Richard Madden in Citadel

Enter a pair of evil twins, Anders and Davik Silje (Roland Møller), who seem to be spiritual cousins of the Twins from The Matrix Reloaded (2003). Dahlia tells them to get the briefcase, which they manage without much trouble. There is a problem though: The briefcase — which is referred to as the "X case" in the vain hope that this will lend it some coolth. It does not — has a heavily encrypted lock. 

Elsewhere, at an undisguised location, Bernard learns from a group of men he's tied up in a window-less room that Citadel's briefcase has been located by people who want access to the nuclear codes it has. He also finds out that Kyle, who is actually Mason, has been found by the bad(der) guys. 

Cut to Kyle/ Mason looking at himself in the mirror. He sees scars, you see an impressive ripple of muscles on his back as well as pecs whose 4k definition can’t be hidden by the dusting of body hair. Later that night, someone breaks into Kyle's house. It's Bernard and he kidnaps Kyle and his family using a four-wheel drive that has a special feature: The back seat is basically a gas chamber.    

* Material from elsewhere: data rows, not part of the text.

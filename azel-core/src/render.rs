/// Per-frame pipeline: flatten, flag visibility, project, rasterize
use nalgebra::Vector3;

use crate::entity::{EntityKind, Rgb};
use crate::geometry::{tessellate, ColoredVertex};
use crate::projection::{in_frame, project, Viewport};
use crate::raster::FrameBuffer;
use crate::scene::{Scene, SceneError};

/// One frame's geometry in NDC, as consumed by a presenter
#[derive(Debug, Clone, Default, PartialEq)]
pub struct FrameData {
    /// Triangle list, three vertices per triangle
    pub triangles: Vec<ColoredVertex>,
    pub points: Vec<ColoredVertex>,
}

impl FrameData {
    pub fn triangle_count(&self) -> usize {
        self.triangles.len() / 3
    }

    /// Interleaved `(x, y, r, g, b)` triangle vertices
    pub fn triangle_floats(&self) -> Vec<f32> {
        self.triangles.iter().flat_map(|v| v.to_floats()).collect()
    }

    /// Interleaved `(x, y, r, g, b)` point vertices
    pub fn point_floats(&self) -> Vec<f32> {
        self.points.iter().flat_map(|v| v.to_floats()).collect()
    }
}

/// Camera state captured once per frame
struct View {
    orientation: Vector3<f32>,
    position: Vector3<f32>,
    fov: (f32, f32),
    viewport: Viewport,
}

impl View {
    fn project(&self, point: &Vector3<f32>) -> [f32; 2] {
        project(point, &self.orientation, &self.position, self.fov, self.viewport)
    }
}

pub struct Renderer {
    pub background: Rgb,
}

impl Renderer {
    pub fn new() -> Self {
        Self {
            background: Rgb::BLACK,
        }
    }

    /// Build the frame's triangle and point lists, refreshing every attached
    /// entity's `in_frame` flag.
    ///
    /// Fails on the first index triple that names a missing entity.
    pub fn build_frame(&self, scene: &mut Scene, viewport: Viewport) -> Result<FrameData, SceneError> {
        let camera = scene.camera();
        let view = View {
            orientation: camera.effective_orientation(),
            position: camera.position,
            fov: (camera.fov_width_deg(), camera.fov_height_deg()),
            viewport,
        };
        let mut frame = FrameData::default();

        for id in scene.flatten() {
            let Some(entity) = scene.entity_mut(id) else {
                continue;
            };
            match entity.kind {
                kind if kind.is_screen_space() => {
                    entity.in_frame = viewport.contains_pixel(entity.position.x, entity.position.y);
                    frame.triangles.extend(tessellate(entity, viewport));
                }
                EntityKind::Vertex => {
                    let ndc = view.project(&entity.position);
                    entity.in_frame = in_frame(ndc);
                    if entity.in_frame {
                        frame.points.push(ColoredVertex { ndc, color: entity.color });
                    }
                }
                _ => {
                    entity.in_frame = in_frame(view.project(&entity.position));
                }
            }
        }

        for triple in scene.index_buffer() {
            for &id in triple {
                let entity = scene.entity(id).ok_or(SceneError::DanglingEntity(id))?;
                frame.triangles.push(ColoredVertex {
                    ndc: view.project(&entity.position),
                    color: entity.color,
                });
            }
        }

        Ok(frame)
    }

    /// Draw triangles first, then points on top
    pub fn rasterize(&self, frame: &FrameData, target: &mut FrameBuffer) {
        let viewport = viewport_of(target);
        for triangle in frame.triangles.chunks_exact(3) {
            target.draw_triangle_color(
                viewport.ndc_to_pixel(triangle[0].ndc),
                viewport.ndc_to_pixel(triangle[1].ndc),
                viewport.ndc_to_pixel(triangle[2].ndc),
                triangle[0].color,
                triangle[1].color,
                triangle[2].color,
            );
        }
        for point in &frame.points {
            target.draw_point(viewport.ndc_to_pixel(point.ndc), point.color);
        }
    }

    /// Clear `target`, then build and rasterize a frame sized to it
    pub fn render(&self, scene: &mut Scene, target: &mut FrameBuffer) -> Result<FrameData, SceneError> {
        target.clear(self.background);
        let frame = self.build_frame(scene, viewport_of(target))?;
        self.rasterize(&frame, target);
        Ok(frame)
    }
}

impl Default for Renderer {
    fn default() -> Self {
        Self::new()
    }
}

fn viewport_of(target: &FrameBuffer) -> Viewport {
    Viewport::new(target.width() as u32, target.height() as u32)
}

Fortunately for Kyle/ Mason, Bernard is not a closet Nazi. He tells Kyle that he's actually Mason Kane, a super-slick spy who worked with the mysterious agency that is Citadel. Citadel was set up by renegade spies in the 1930s and has "helped shape every major event for good in the past 100 years." They're "loyal to no man and to no nation", but care about people in general. Eight years ago, one agent betrayed Citadel to its nemesis, Manticore, a rival agency started by eight of the wealthiest families from around the world. Manticore seeks to control world events to profit from tragedies and disasters. Bernard needs Mason's help to recover the X case (i.e. briefcase) before Manticore cracks the code. Mason points out that he's no longer the man Bernard knew. Bernard's response is to throw a knife at Mason, which of course Mason catches, signalling the rebirth of a spy.

The episode ends with a flashback to the train crash, and Nadia emerging from the lake, gasping for air (much like the audience). 

The first season of Citadel has six episodes. New episodes drop every Friday on Prime Video.